BRENDA SUE WYNETTE’S HOLLYWOOD GOSSIP COLUMN
Exclusive to the Englewood Review
Englewood is going Hollywood and who knows more about everything Hollywood than me. Fix yourself a Slimfast and vodka shake, sit back in your leatherette recliner, and be prepared for all the tabloid shockers as I release the gossip as told to me by.... well, just about everybody.
Breaking news: Amanda Glam was spotted at the Mango Bistro with someone who looked very much like horror movie icon Stephen King. Word has it that she is planning a show biz come-back with the master of the macabre. Looking to capitalize on SHARKNADO, Amanda? Hope your dreams don’t tank.
Look for a new film crew to hit town next month. A fresh-faced reality series is focused on the ever-growing food vendor population in Charlotte and Sarasota counties. It stars the famed lunch on wheels entrepreneurs from Scotty’s Dogs. It is titled FLIP MY CHOW WAGON. Scouts are on the casting trail for a loveable pooch to portray the mascot. Heard it from the puppy’s mouth that they are looking for a dead ringer for the Obama’s pooch, Bo. Better call Ebba Patrick who raises the celebrity canines. No people in dog costumes may apply.
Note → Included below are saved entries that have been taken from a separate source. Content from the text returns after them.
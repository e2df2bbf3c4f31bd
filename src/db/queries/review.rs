// src/db/queries/review.rs
//
// Review store reads. Writes happen through the lesson rating path, which
// also republishes the tutor's aggregate.

use axum::{
    extract::{Path, State},
    http::StatusCode,
};
use bigdecimal::BigDecimal;
use sqlx::PgPool;

use crate::db::models::review::Review;
use crate::utils::api_response::ApiResponse;
use crate::utils::error::{ServiceError, ServiceResult};

const REVIEW_COLUMNS: &str =
    "id, lesson_id, tutor_id, student_id, rating, comment, created_at, updated_at";

pub async fn get_review_for_lesson(
    pool: &PgPool,
    lesson_id: i32,
) -> ServiceResult<Option<Review>> {
    let query = format!("SELECT {REVIEW_COLUMNS} FROM reviews WHERE lesson_id = $1");
    Ok(sqlx::query_as::<_, Review>(&query)
        .bind(lesson_id)
        .fetch_optional(pool)
        .await?)
}

/// Mean rating over all of a tutor's reviews; `None` when unrated.
pub async fn get_average_for_tutor(
    pool: &PgPool,
    tutor_id: i32,
) -> ServiceResult<Option<BigDecimal>> {
    let avg: Option<BigDecimal> =
        sqlx::query_scalar("SELECT AVG(rating) FROM reviews WHERE tutor_id = $1")
            .bind(tutor_id)
            .fetch_one(pool)
            .await?;
    Ok(avg)
}

#[utoipa::path(
    get,
    path = "/reviews/lesson/{lesson_id}",
    params(
        ("lesson_id" = i32, Path, description = "Lesson ID")
    ),
    responses(
        (status = 200, description = "Review for the lesson, if any", body = Review),
        (status = 404, description = "No review for this lesson")
    ),
    tag = "Reviews",
    security(("bearerAuth" = []))
)]
pub async fn get_lesson_review(
    State(pool): State<PgPool>,
    Path(lesson_id): Path<i32>,
) -> Result<ApiResponse<Review>, ApiResponse<()>> {
    let review = get_review_for_lesson(&pool, lesson_id)
        .await?
        .ok_or_else(|| {
            ServiceError::NotFound(format!("No review recorded for lesson {lesson_id}"))
        })?;

    Ok(ApiResponse::success(
        StatusCode::OK,
        "Review retrieved",
        review,
    ))
}

#[utoipa::path(
    get,
    path = "/reviews/tutor/{tutor_id}",
    params(
        ("tutor_id" = i32, Path, description = "Tutor user ID")
    ),
    responses(
        (status = 200, description = "All reviews for the tutor", body = Vec<Review>),
        (status = 500, description = "Failed to retrieve reviews")
    ),
    tag = "Reviews",
    security(("bearerAuth" = []))
)]
pub async fn get_tutor_reviews(
    State(pool): State<PgPool>,
    Path(tutor_id): Path<i32>,
) -> Result<ApiResponse<Vec<Review>>, ApiResponse<()>> {
    let query = format!(
        "SELECT {REVIEW_COLUMNS} FROM reviews WHERE tutor_id = $1 ORDER BY created_at DESC"
    );
    let reviews = sqlx::query_as::<_, Review>(&query)
        .bind(tutor_id)
        .fetch_all(&pool)
        .await
        .map_err(ServiceError::from)?;

    Ok(ApiResponse::success(
        StatusCode::OK,
        "Reviews retrieved",
        reviews,
    ))
}

use utoipa::OpenApi;
#[derive(OpenApi)]
#[openapi(
    paths(get_lesson_review, get_tutor_reviews),
    components(schemas(Review)),
    tags(
        (name = "Reviews", description = "Review store reads")
    )
)]
pub struct ReviewDoc;
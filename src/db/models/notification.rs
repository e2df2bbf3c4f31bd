// src/db/models/notification.rs
use chrono::NaiveDateTime;
use serde::{Deserialize, Serialize};
use serde_json::Value;
use sqlx::FromRow;
use utoipa::{IntoParams, ToSchema};

#[derive(Serialize, Deserialize, Clone, Debug, FromRow, ToSchema)]
pub struct Notification {
    pub id: i32,
    pub title: String,
    pub body: Option<String>,
    #[serde(rename = "type")]
    pub type_field: String, // Use type_field instead of r#type
    pub action_type: Option<String>,
    pub action_data: Option<Value>,
    pub global: bool,
    pub dismissible: bool,
    pub created_at: NaiveDateTime,
    pub expires_at: Option<NaiveDateTime>,
}

#[derive(Debug, Serialize, Deserialize, Clone, FromRow, ToSchema)]
pub struct NotificationTarget {
    pub id: i32,
    pub notification_id: i32,
    pub user_id: i32,
}

#[derive(Debug, Serialize, Deserialize, Default, IntoParams, ToSchema)]
pub struct NotificationFilter {
    pub include_dismissed: Option<bool>,
    pub include_expired: Option<bool>,
    #[serde(rename = "type")]
    pub type_field: Option<String>,
    pub limit: Option<u32>,
    pub offset: Option<u32>,
}

#[derive(Debug, Serialize, Deserialize, Clone, ToSchema)]
pub struct NotificationWithState {
    #[serde(flatten)]
    pub notification: Notification,
    pub dismissed: bool,
}

#[derive(Debug, Serialize, Deserialize, ToSchema)]
pub struct NotificationCountResponse {
    pub total: i64,
    pub unread: i64,
}
use crate::db::queries::notification::{
    dismiss_notification, get_notification_count, get_notifications,
};
use axum::{
    routing::{get, post},
    Router,
};
use sqlx::PgPool;

pub fn notification_routes() -> Router<PgPool> {
    Router::new()
        .route("/notifications", get(get_notifications))
        .route("/notifications/count", get(get_notification_count))
        .route(
            "/notifications/{notification_id}/dismiss",
            post(dismiss_notification),
        )
}
use serde::{Deserialize, Serialize};
use sqlx::FromRow;
use utoipa::ToSchema;

#[derive(Serialize, Deserialize, Debug, Clone, FromRow, ToSchema)]
pub struct Subject {
    pub id: i32,
    pub name: String,
}
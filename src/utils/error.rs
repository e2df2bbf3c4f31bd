use axum::http::StatusCode;
use serde_json::json;

use crate::utils::api_response::ApiResponse;

/// Result type for scheduling domain operations
pub type ServiceResult<T> = Result<T, ServiceError>;

/// Errors that can occur in the scheduling core.
///
/// Every failure keeps its distinguishing kind all the way to the caller;
/// nothing is collapsed into a generic error. The auto-completion sweeper is
/// the only place these are caught and logged instead of surfaced.
#[derive(Debug, thiserror::Error)]
pub enum ServiceError {
    #[error("{0}")]
    Validation(String),

    #[error("{0}")]
    Authorization(String),

    #[error("{0}")]
    State(String),

    #[error("{0}")]
    Conflict(String),

    #[error("{0}")]
    NotFound(String),

    #[error("{0}")]
    Format(String),

    #[error("Database error: {0}")]
    Database(#[from] sqlx::Error),
}

impl ServiceError {
    /// Machine-readable kind, stamped into the error payload.
    pub fn kind(&self) -> &'static str {
        match self {
            ServiceError::Validation(_) => "validation",
            ServiceError::Authorization(_) => "authorization",
            ServiceError::State(_) => "state",
            ServiceError::Conflict(_) => "conflict",
            ServiceError::NotFound(_) => "not_found",
            ServiceError::Format(_) => "format",
            ServiceError::Database(e) if is_unique_violation(e) => "conflict",
            ServiceError::Database(_) => "database",
        }
    }

    pub fn status_code(&self) -> StatusCode {
        match self {
            ServiceError::Validation(_) => StatusCode::BAD_REQUEST,
            ServiceError::Authorization(_) => StatusCode::FORBIDDEN,
            ServiceError::State(_) => StatusCode::CONFLICT,
            ServiceError::Conflict(_) => StatusCode::CONFLICT,
            ServiceError::NotFound(_) => StatusCode::NOT_FOUND,
            ServiceError::Format(_) => StatusCode::UNPROCESSABLE_ENTITY,
            ServiceError::Database(e) if is_unique_violation(e) => StatusCode::CONFLICT,
            ServiceError::Database(_) => StatusCode::INTERNAL_SERVER_ERROR,
        }
    }
}

/// PostgreSQL unique constraint violation (error code 23505).
///
/// Raced inserts on `lessons.request_id` and the partial unique index on
/// pending change requests land here; both surface as conflicts.
fn is_unique_violation(err: &sqlx::Error) -> bool {
    matches!(err, sqlx::Error::Database(db) if db.code().as_deref() == Some("23505"))
}

impl From<ServiceError> for ApiResponse<()> {
    fn from(err: ServiceError) -> Self {
        let kind = err.kind();
        let status = err.status_code();
        if status == StatusCode::INTERNAL_SERVER_ERROR {
            tracing::error!(error = %err, "Unexpected service error");
        }
        ApiResponse::error(status, err.to_string(), Some(json!({ "kind": kind })))
    }
}

#[cfg(test)]
mod tests {
    use super::*;

    #[test]
    fn each_kind_maps_to_its_status() {
        let cases = [
            (
                ServiceError::Validation("bad".into()),
                StatusCode::BAD_REQUEST,
                "validation",
            ),
            (
                ServiceError::Authorization("no".into()),
                StatusCode::FORBIDDEN,
                "authorization",
            ),
            (
                ServiceError::State("terminal".into()),
                StatusCode::CONFLICT,
                "state",
            ),
            (
                ServiceError::Conflict("dup".into()),
                StatusCode::CONFLICT,
                "conflict",
            ),
            (
                ServiceError::NotFound("gone".into()),
                StatusCode::NOT_FOUND,
                "not_found",
            ),
            (
                ServiceError::Format("corrupt".into()),
                StatusCode::UNPROCESSABLE_ENTITY,
                "format",
            ),
        ];
        for (err, status, kind) in cases {
            assert_eq!(err.status_code(), status);
            assert_eq!(err.kind(), kind);
        }
    }

    #[test]
    fn state_and_conflict_stay_distinguishable() {
        let state = ServiceError::State("already completed".into());
        let conflict = ServiceError::Conflict("duplicate pending request".into());
        assert_eq!(state.status_code(), conflict.status_code());
        assert_ne!(state.kind(), conflict.kind());
    }

    #[test]
    fn row_not_found_is_a_database_error_not_a_not_found() {
        // Lookups translate RowNotFound into NotFound explicitly at the call
        // site; a raw sqlx passthrough keeps the database kind.
        let err = ServiceError::Database(sqlx::Error::RowNotFound);
        assert_eq!(err.kind(), "database");
    }
}
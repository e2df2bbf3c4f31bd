use crate::db::queries::review::{get_lesson_review, get_tutor_reviews};
use axum::{routing::get, Router};
use sqlx::PgPool;

pub fn review_routes() -> Router<PgPool> {
    Router::new()
        .route("/reviews/lesson/{lesson_id}", get(get_lesson_review))
        .route("/reviews/tutor/{tutor_id}", get(get_tutor_reviews))
}
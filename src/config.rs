use dotenvy::dotenv;
use std::env;
use std::sync::{Arc, OnceLock};

/// ✅ Global Config stored in `OnceLock`
static CONFIG: OnceLock<Arc<Config>> = OnceLock::new();

#[derive(Clone, Debug)]
pub struct Config {
    pub database_url: String,
    pub jwt_secret: String,
    pub auth_disabled: bool,
    pub sweep_interval_secs: u64,
}

impl Config {
    /// ✅ Load environment variables and set defaults
    pub fn from_env() -> Self {
        dotenv().ok(); // Load .env only once

        Self {
            database_url: env::var("DATABASE_URL").expect("DATABASE_URL must be set"),
            jwt_secret: env::var("JWT_SECRET").expect("JWT_SECRET must be set"),
            auth_disabled: env::var("AUTH_DISABLED").unwrap_or_else(|_| "false".to_string())
                == "true",
            sweep_interval_secs: env::var("SWEEP_INTERVAL_SECS")
                .ok()
                .and_then(|v| v.parse().ok())
                .unwrap_or(300),
        }
    }

    /// ✅ Initialize the global config
    pub fn init() {
        CONFIG
            .set(Arc::new(Self::from_env()))
            .expect("Config already initialized");
    }

    /// ✅ Safe access to Config
    pub fn get() -> Arc<Config> {
        CONFIG.get().expect("Config not initialized").clone()
    }

    /// ✅ Check if authentication is disabled
    pub fn auth_disabled() -> bool {
        Config::get().auth_disabled
    }
}
pub mod auto_complete;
This means you, Woody the Hungry Hound Cafe mascot!
What famous couple checked into the WANNA B INN last Friday night for a weekend of tarpon and tankers?
I tried to twist the new general manager Bobbie Marquis’ arm, but she clocked me with her free hand. Even though she would not breathe a word, I always get my man. It wasn’t long before I spotted Gary Bowman of Big Time Auctions on a midnight stroll through the sand. Was that Jennifer Lopez on his arm? Well, was it? Call me if you know.
Any truth to the rumor that Chris Phelps and Diana Donolon got in a screaming, kicking, hair-pulling, knock down, drag out fight at a swanky Englewood night club? Don’t be fooled. There are no swanky night clubs in Englewood. You have to drive all the way to Punta Gorda for that!
By now you have heard of the major robbery at the Englewood Art Center. The night watchman reported a large painting titled WAVERLY 281 was missing when he started his shift at 6:00 p.m. on July 31st. The crime was solved by the center’s director, KC Bitterman, when she identified the missing work as wallpaper from a budding renovation. She valued the work at a dollar ninety-nine and did not expect it to be returned anytime soon.
There was a drive-by pickle ball incident at White Elephant Pub on Manasota Key. Bart Tracy was headed home after showing a property when a pickle flew through the window of his car and caught him in the eye. He will be sporting a real eye patch at the Pioneer Days Shipwrecked Dance. The offending athlete pickle pitcher has not come forward, but Tringali Recreation Center coordinator Joan Hawkins reminded me that pickle ball training is available at the center and people should not use real pickles under any circumstances.
Finally, who put the moustache on Elizabeth Taylor? The large poster graces the window of Dearborn Street’s All About You Salon and Spa. Word has it that desperate would be Pioneer Days Grand Marshall, Olga Makersmarkarova, gave the movie icon the upper lip with a magic marker. Don’t vote for her!
Vote for me: Brenda Sue Wynette! Remember my slogan: A vote for me is a vote for me!